La définition la plus répandue, celle du Grand Robert de la langue française, considère l’entre-soi comme le « fait de rester entre personnes d’un même milieu ». Rien de plus, rien de moins. La sobriété de cette définition, dont la transparence du sens évoque l’austérité propre aux jansénistes, tranche radicalement avec celle, beaucoup plus bavarde, du Dictionnaire Larousse qui explique que l’entre-soi correspond à la « situation de personnes qui choisissent de vivre dans leur microcosme (social, politique, etc.) en évitant les contacts avec ceux qui n’en font pas partie ». Sans pour autant s’absorber dans la comparaison approfondie de ces deux définitions (qui, au passage, en disent long sur la manière avec laquelle chacun de ces dictionnaires considère le monde), il est cependant instructif de noter que l’une d’entre elles envisage l’entre-soi dans son acception la plus statique, « rester », continuer d’être, stationner dans « un même milieu » alors que l’autre apprécie l’entre-soi dans une dynamique plus libérale (et sans doute plus exacte, malheureusement) en estimant qu’il s’agit d’un choix de vie dans un « microcosme », une image réduite de la société, en veillant à ce qu’il y ait le moins de signes de connivence avec celles et ceux qui en sont étrangers.

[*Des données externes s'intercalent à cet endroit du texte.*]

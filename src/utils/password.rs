use crate::config::{AppConfig, Argon2Config};
use crate::errors::CourseAppError;
use argon2::password_hash::{SaltString, rand_core::OsRng};
use argon2::{Algorithm, Argon2, Params, PasswordHash, PasswordHasher, PasswordVerifier, Version};

/// 按全局配置哈希密码
pub fn hash_password(password: &str) -> Result<String, CourseAppError> {
    hash_password_with(password, &AppConfig::get().argon2)
}

pub fn hash_password_with(password: &str, config: &Argon2Config) -> Result<String, CourseAppError> {
    let params = Params::new(
        config.memory_cost,
        config.time_cost,
        config.parallelism,
        None,
    )
    .map_err(|e| CourseAppError::validation(format!("Argon2 参数错误: {e}")))?;

    let argon2 = Argon2::new(Algorithm::Argon2id, Version::V0x13, params);
    let salt = SaltString::generate(&mut OsRng);
    let hash = argon2
        .hash_password(password.as_bytes(), &salt)
        .map_err(|e| CourseAppError::validation(format!("密码哈希失败: {e}")))?;
    Ok(hash.to_string())
}

/// 验证密码，参数从哈希串中读取
pub fn verify_password(password: &str, hash: &str) -> bool {
    match PasswordHash::new(hash) {
        Ok(parsed_hash) => Argon2::default()
            .verify_password(password.as_bytes(), &parsed_hash)
            .is_ok(),
        Err(_) => false,
    }
}

#[cfg(test)]
mod tests {
    use super::*;

    fn cheap_params() -> Argon2Config {
        Argon2Config {
            memory_cost: 8,
            time_cost: 1,
            parallelism: 1,
        }
    }

    #[test]
    fn test_hash_and_verify() {
        let hash = hash_password_with("Sup3rSecret", &cheap_params()).unwrap();
        assert!(verify_password("Sup3rSecret", &hash));
        assert!(!verify_password("sup3rsecret", &hash));
    }

    #[test]
    fn test_garbage_hash_never_verifies() {
        assert!(!verify_password("anything", "not-a-phc-string"));
    }
}
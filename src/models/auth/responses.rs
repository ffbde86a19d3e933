use crate::models::users::entities::User;
use serde::Serialize;
use ts_rs::TS;

#[derive(Debug, Serialize, TS)]
#[ts(export, export_to = "../dashboard/src/types/generated/auth.ts")]
pub struct LoginResponse {
    pub access_token: String,
    pub expires_in: i64,
    pub user: User,
}

#[derive(Debug, Serialize, TS)]
#[ts(export, export_to = "../dashboard/src/types/generated/auth.ts")]
pub struct RefreshTokenResponse {
    pub access_token: String,
    pub expires_in: i64,
}

/// 当前会话用户
#[derive(Debug, Serialize, TS)]
#[ts(export, export_to = "../dashboard/src/types/generated/auth.ts")]
pub struct SessionResponse {
    pub id: i64,
    pub github_id: String,
    pub display_name: String,
    pub is_admin: bool,
}
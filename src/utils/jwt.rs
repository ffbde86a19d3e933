use crate::config::AppConfig;
use actix_web::cookie::{Cookie, SameSite};
use jsonwebtoken::{DecodingKey, EncodingKey, Header, Validation, decode, encode};
use serde::{Deserialize, Serialize};

pub const REFRESH_TOKEN_COOKIE: &str = "refresh_token";

const ACCESS: &str = "access";
const REFRESH: &str = "refresh";

// JWT Claims 结构体
#[derive(Debug, Clone, Serialize, Deserialize)]
pub struct Claims {
    pub sub: String,        // Subject (user ID)
    pub role: String,       // 用户角色
    pub token_type: String, // token类型: "access" 或 "refresh"
    pub exp: usize,         // Expiration time (时间戳)
    pub iat: usize,         // Issued at (签发时间)
}

impl Claims {
    pub fn user_id(&self) -> Option<i64> {
        self.sub.parse().ok()
    }
}

#[derive(Debug, Serialize, Deserialize)]
pub struct TokenPair {
    pub access_token: String,
    pub refresh_token: String,
}

pub struct JwtUtils;

impl JwtUtils {
    fn get_secret() -> &'static str {
        &AppConfig::get().jwt.secret
    }

    /// 访问令牌有效期（秒）
    pub fn access_token_ttl() -> i64 {
        AppConfig::get().jwt.access_token_expiry * 60
    }

    pub fn generate_access_token(
        user_id: i64,
        role: &str,
    ) -> Result<String, jsonwebtoken::errors::Error> {
        let config = AppConfig::get();
        encode_token(
            Self::get_secret(),
            user_id,
            role,
            ACCESS,
            chrono::Duration::minutes(config.jwt.access_token_expiry),
        )
    }

    pub fn generate_refresh_token(
        user_id: i64,
        role: &str,
    ) -> Result<String, jsonwebtoken::errors::Error> {
        let config = AppConfig::get();
        encode_token(
            Self::get_secret(),
            user_id,
            role,
            REFRESH,
            chrono::Duration::days(config.jwt.refresh_token_expiry),
        )
    }

    // 生成 access + refresh token
    pub fn generate_token_pair(
        user_id: i64,
        role: &str,
    ) -> Result<TokenPair, jsonwebtoken::errors::Error> {
        Ok(TokenPair {
            access_token: Self::generate_access_token(user_id, role)?,
            refresh_token: Self::generate_refresh_token(user_id, role)?,
        })
    }

    pub fn verify_access_token(token: &str) -> Result<Claims, jsonwebtoken::errors::Error> {
        verify_token_type(Self::get_secret(), token, ACCESS)
    }

    pub fn verify_refresh_token(token: &str) -> Result<Claims, jsonwebtoken::errors::Error> {
        verify_token_type(Self::get_secret(), token, REFRESH)
    }

    /// 创建 Refresh Token Cookie
    pub fn create_refresh_token_cookie(refresh_token: &str) -> Cookie<'static> {
        let config = AppConfig::get();
        Cookie::build(REFRESH_TOKEN_COOKIE, refresh_token.to_string())
            .path("/")
            .max_age(actix_web::cookie::time::Duration::days(
                config.jwt.refresh_token_expiry,
            ))
            .same_site(SameSite::Strict)
            .http_only(true)
            .secure(config.is_production()) // 生产环境下使用 HTTPS
            .finish()
    }

    /// 过期的空 cookie，用于让浏览器删除 refresh token
    pub fn create_empty_refresh_token_cookie() -> Cookie<'static> {
        Cookie::build(REFRESH_TOKEN_COOKIE, "")
            .path("/")
            .max_age(actix_web::cookie::time::Duration::ZERO)
            .same_site(SameSite::Strict)
            .http_only(true)
            .finish()
    }

    pub fn extract_refresh_token_from_cookie(req: &actix_web::HttpRequest) -> Option<String> {
        req.cookie(REFRESH_TOKEN_COOKIE)
            .map(|cookie| cookie.value().to_string())
    }
}

fn encode_token(
    secret: &str,
    user_id: i64,
    role: &str,
    token_type: &str,
    expiry: chrono::Duration,
) -> Result<String, jsonwebtoken::errors::Error> {
    let now = chrono::Utc::now();
    let claims = Claims {
        sub: user_id.to_string(),
        role: role.to_string(),
        token_type: token_type.to_string(),
        exp: (now + expiry).timestamp() as usize,
        iat: now.timestamp() as usize,
    };

    encode(
        &Header::default(),
        &claims,
        &EncodingKey::from_secret(secret.as_bytes()),
    )
}

fn verify_token_type(
    secret: &str,
    token: &str,
    expected_type: &str,
) -> Result<Claims, jsonwebtoken::errors::Error> {
    let claims = decode::<Claims>(
        token,
        &DecodingKey::from_secret(secret.as_bytes()),
        &Validation::default(),
    )?
    .claims;

    if claims.token_type != expected_type {
        return Err(jsonwebtoken::errors::ErrorKind::InvalidToken.into());
    }
    Ok(claims)
}

#[cfg(test)]
mod tests {
    use super::*;

    const SECRET: &str = "test-secret";

    #[test]
    fn test_access_token_round_trip() {
        let token = encode_token(SECRET, 42, "admin", ACCESS, chrono::Duration::minutes(5)).unwrap();
        let claims = verify_token_type(SECRET, &token, ACCESS).unwrap();
        assert_eq!(claims.user_id(), Some(42));
        assert_eq!(claims.role, "admin");
    }

    #[test]
    fn test_refresh_token_is_not_an_access_token() {
        let token = encode_token(SECRET, 7, "user", REFRESH, chrono::Duration::days(1)).unwrap();
        assert!(verify_token_type(SECRET, &token, ACCESS).is_err());
        assert!(verify_token_type(SECRET, &token, REFRESH).is_ok());
    }

    #[test]
    fn test_wrong_secret_rejected() {
        let token = encode_token(SECRET, 7, "user", ACCESS, chrono::Duration::minutes(5)).unwrap();
        assert!(verify_token_type("other-secret", &token, ACCESS).is_err());
    }

    #[test]
    fn test_expired_token_rejected() {
        // 超过默认 60 秒容差
        let token =
            encode_token(SECRET, 7, "user", ACCESS, chrono::Duration::minutes(-10)).unwrap();
        assert!(verify_token_type(SECRET, &token, ACCESS).is_err());
    }
}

Dans un cas, il y a les tribus, les castes ainsi que toute la panoplie des gens bien nés et, dans l’autre, les coteries, les clans, les chapelles, les cercles, les clubs, les cénacles, les phalanges, les camarillas, les partis, les gangs, etc., où seule la cooptation prévaut. Il y a d’un côté un état de fait et de l’autre une pratique sociale du regroupement selon des règles, des statuts, des convictions, etc.

Malgré cette démarcation notable entre ces deux points de vue (presqu’idéologiques), il existe au moins un dénominateur implicite qui leur est commun : la consanguinité, favorisée d’abord par la mise à l’écart de l’autre (que d’aucuns nommeraient exclusion), puis par l’endogamie, un vieux réflexe de classe protectionniste, souvent héréditaire. Jacques Attali, dans l’une de ses nombreuses chroniques mondaines publiées dans L’Express en 2018, en a également fait l’observation louable, dénonçant une situation « tragique » qu’il conviendrait d’enrayer urgemment mais sans se risquer pour autant à en analyser les raisons profondes ni à livrer une solution percutante, trop conscient de sa position sociale et des risques encourus s’il venait à cracher dans la soupe qui le nourrit. Du coup, ce sont les fameux « gilets jaunes » qui, à la faveur d’une maladresse politique, ont rudoyé les normes et les convenances de l’entre-soi jusqu’à tester de façon intrusive les limites de résistance de l’ensemble de la société, des zones de banlieues les moins accueillantes aux quartiers chics parisiens. Ils se sont rassemblés sans se connaître auparavant, ont décidé de (se) manifester et de défiler à l’écart des habituelles banderoles revendicatives des organisations syndicales, loin des bannières des partis ou des camps intégristes. Ces « gilets jaunes », anonymes, autonomes, hétéroclites, dans un élan de fureur exaltée, par cette irruption de colère spontanée, finalement, sont devenus les vrais artistes du happening de ce début de siècle, d’authentiques performers de la trempe d’Arthur Cravan. Des artistes qui, en l’ignorant peut-être, ont emprunté aux dadaïstes certains des codes les plus provocants parmi lesquels la vie, sans aucune sublimation, reste préférable à l’art.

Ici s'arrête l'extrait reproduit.